Dataset entries:
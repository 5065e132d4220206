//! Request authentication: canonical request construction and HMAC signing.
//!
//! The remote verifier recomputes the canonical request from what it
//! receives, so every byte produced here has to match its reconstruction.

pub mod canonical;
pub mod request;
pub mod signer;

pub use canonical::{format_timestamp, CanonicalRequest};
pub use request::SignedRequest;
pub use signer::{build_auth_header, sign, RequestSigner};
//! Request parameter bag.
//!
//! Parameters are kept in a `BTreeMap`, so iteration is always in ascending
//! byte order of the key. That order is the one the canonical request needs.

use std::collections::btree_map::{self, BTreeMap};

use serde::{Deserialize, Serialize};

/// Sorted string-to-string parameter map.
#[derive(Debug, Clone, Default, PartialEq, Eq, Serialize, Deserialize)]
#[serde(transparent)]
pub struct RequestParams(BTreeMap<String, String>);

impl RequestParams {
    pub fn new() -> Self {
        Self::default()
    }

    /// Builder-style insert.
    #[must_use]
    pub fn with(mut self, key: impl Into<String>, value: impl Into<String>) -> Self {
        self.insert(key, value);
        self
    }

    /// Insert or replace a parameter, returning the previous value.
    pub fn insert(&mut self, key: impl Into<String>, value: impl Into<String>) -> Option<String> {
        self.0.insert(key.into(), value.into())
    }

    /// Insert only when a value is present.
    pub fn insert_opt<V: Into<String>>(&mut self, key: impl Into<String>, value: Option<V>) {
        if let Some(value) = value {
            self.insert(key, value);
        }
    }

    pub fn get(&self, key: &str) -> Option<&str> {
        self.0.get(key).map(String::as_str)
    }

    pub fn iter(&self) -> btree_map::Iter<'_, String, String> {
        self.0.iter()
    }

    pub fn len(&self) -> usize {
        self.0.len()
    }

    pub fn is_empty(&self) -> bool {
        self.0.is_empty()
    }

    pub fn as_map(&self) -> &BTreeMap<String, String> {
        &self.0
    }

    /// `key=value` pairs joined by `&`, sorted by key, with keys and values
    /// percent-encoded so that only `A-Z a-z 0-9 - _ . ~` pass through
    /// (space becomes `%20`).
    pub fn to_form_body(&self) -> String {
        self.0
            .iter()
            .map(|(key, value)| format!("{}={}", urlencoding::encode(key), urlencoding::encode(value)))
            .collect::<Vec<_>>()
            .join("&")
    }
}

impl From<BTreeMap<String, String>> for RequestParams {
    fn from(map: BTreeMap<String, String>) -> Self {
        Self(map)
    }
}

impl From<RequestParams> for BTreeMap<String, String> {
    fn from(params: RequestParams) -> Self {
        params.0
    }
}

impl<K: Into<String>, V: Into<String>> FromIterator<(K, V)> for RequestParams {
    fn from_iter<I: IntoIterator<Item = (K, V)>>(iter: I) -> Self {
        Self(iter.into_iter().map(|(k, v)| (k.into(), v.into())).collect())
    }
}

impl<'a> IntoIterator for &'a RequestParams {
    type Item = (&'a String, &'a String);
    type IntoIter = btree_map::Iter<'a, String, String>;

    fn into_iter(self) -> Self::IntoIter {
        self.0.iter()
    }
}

==

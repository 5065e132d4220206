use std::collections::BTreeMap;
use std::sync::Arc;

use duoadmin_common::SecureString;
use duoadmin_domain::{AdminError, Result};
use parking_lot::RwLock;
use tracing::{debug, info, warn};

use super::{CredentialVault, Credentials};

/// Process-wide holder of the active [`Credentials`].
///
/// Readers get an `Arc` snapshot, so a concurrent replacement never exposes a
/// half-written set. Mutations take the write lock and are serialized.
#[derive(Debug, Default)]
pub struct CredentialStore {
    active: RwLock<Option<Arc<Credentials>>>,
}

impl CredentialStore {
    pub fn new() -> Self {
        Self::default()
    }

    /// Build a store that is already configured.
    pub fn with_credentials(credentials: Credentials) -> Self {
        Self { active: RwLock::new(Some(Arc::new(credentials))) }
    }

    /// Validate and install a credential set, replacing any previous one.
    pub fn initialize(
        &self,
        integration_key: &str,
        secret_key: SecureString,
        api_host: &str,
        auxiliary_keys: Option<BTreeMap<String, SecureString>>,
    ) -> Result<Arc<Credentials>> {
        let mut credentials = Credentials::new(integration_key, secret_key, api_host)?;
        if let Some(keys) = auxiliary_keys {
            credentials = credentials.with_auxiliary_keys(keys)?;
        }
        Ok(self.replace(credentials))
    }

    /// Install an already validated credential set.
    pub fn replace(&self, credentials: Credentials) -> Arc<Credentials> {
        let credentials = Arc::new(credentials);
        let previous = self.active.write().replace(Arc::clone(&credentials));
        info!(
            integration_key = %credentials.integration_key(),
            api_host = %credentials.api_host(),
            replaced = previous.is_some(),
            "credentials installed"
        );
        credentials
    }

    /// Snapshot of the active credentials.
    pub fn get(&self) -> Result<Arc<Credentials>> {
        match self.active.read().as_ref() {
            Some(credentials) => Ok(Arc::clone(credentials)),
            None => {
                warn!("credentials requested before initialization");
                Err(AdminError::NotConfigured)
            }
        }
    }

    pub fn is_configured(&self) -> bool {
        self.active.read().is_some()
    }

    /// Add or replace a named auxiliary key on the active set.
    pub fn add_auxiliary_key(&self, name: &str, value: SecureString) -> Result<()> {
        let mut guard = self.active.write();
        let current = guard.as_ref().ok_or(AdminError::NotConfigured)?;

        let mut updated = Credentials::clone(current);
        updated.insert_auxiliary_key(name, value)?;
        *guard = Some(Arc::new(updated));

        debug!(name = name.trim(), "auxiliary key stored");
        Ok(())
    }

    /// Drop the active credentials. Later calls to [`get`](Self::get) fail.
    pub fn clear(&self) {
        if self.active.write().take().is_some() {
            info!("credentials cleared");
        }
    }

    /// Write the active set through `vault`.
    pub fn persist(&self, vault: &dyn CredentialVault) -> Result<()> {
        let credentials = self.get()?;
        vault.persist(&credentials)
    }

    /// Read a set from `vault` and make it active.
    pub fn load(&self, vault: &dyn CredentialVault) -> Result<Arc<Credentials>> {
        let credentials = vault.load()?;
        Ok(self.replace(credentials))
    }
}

==

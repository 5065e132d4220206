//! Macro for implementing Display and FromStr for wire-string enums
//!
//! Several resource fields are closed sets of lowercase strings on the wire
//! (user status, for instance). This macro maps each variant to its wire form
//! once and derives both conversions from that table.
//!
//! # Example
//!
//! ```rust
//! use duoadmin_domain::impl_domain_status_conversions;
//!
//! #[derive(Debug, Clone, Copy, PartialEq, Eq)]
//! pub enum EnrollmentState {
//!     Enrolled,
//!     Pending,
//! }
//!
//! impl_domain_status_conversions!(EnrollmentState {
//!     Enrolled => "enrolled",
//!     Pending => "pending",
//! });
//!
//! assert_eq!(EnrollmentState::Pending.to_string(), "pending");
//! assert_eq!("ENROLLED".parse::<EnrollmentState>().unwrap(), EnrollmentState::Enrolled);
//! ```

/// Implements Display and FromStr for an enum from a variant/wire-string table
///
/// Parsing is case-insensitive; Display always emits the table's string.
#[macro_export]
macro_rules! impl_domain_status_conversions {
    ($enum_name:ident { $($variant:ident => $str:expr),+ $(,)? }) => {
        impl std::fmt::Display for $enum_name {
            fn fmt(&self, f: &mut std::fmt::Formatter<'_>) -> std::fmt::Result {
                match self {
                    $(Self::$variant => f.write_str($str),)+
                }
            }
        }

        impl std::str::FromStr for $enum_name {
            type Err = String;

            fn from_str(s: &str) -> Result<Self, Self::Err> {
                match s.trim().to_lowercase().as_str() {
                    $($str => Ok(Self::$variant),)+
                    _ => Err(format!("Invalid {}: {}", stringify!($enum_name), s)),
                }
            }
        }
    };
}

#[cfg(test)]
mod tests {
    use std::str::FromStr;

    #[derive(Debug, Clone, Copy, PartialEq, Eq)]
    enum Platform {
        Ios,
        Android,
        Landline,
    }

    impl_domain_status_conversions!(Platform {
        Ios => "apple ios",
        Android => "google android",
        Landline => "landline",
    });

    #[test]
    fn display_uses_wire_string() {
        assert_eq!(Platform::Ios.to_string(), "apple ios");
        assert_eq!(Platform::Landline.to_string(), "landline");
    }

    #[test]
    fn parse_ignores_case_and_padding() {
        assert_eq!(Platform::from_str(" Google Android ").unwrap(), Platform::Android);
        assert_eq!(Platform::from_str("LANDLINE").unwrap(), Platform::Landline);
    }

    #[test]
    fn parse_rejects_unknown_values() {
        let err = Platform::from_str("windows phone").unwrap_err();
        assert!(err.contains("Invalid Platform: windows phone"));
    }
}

◆ TASK STATEMENT ◆
Look above for the line holding "never exposes a" and the line holding "pub fn with_credentials(credentials: Credentials)", then output exactly those two lines and every line between them, nothing more.

◆ SOLUTION TO THIS TASK ◆
/// Readers get an `Arc` snapshot, so a concurrent replacement never exposes a
/// half-written set. Mutations take the write lock and are serialized.
#[derive(Debug, Default)]
pub struct CredentialStore {
    active: RwLock<Option<Arc<Credentials>>>,
}

impl CredentialStore {
    pub fn new() -> Self {
        Self::default()
    }

    /// Build a store that is already configured.
    pub fn with_credentials(credentials: Credentials) -> Self {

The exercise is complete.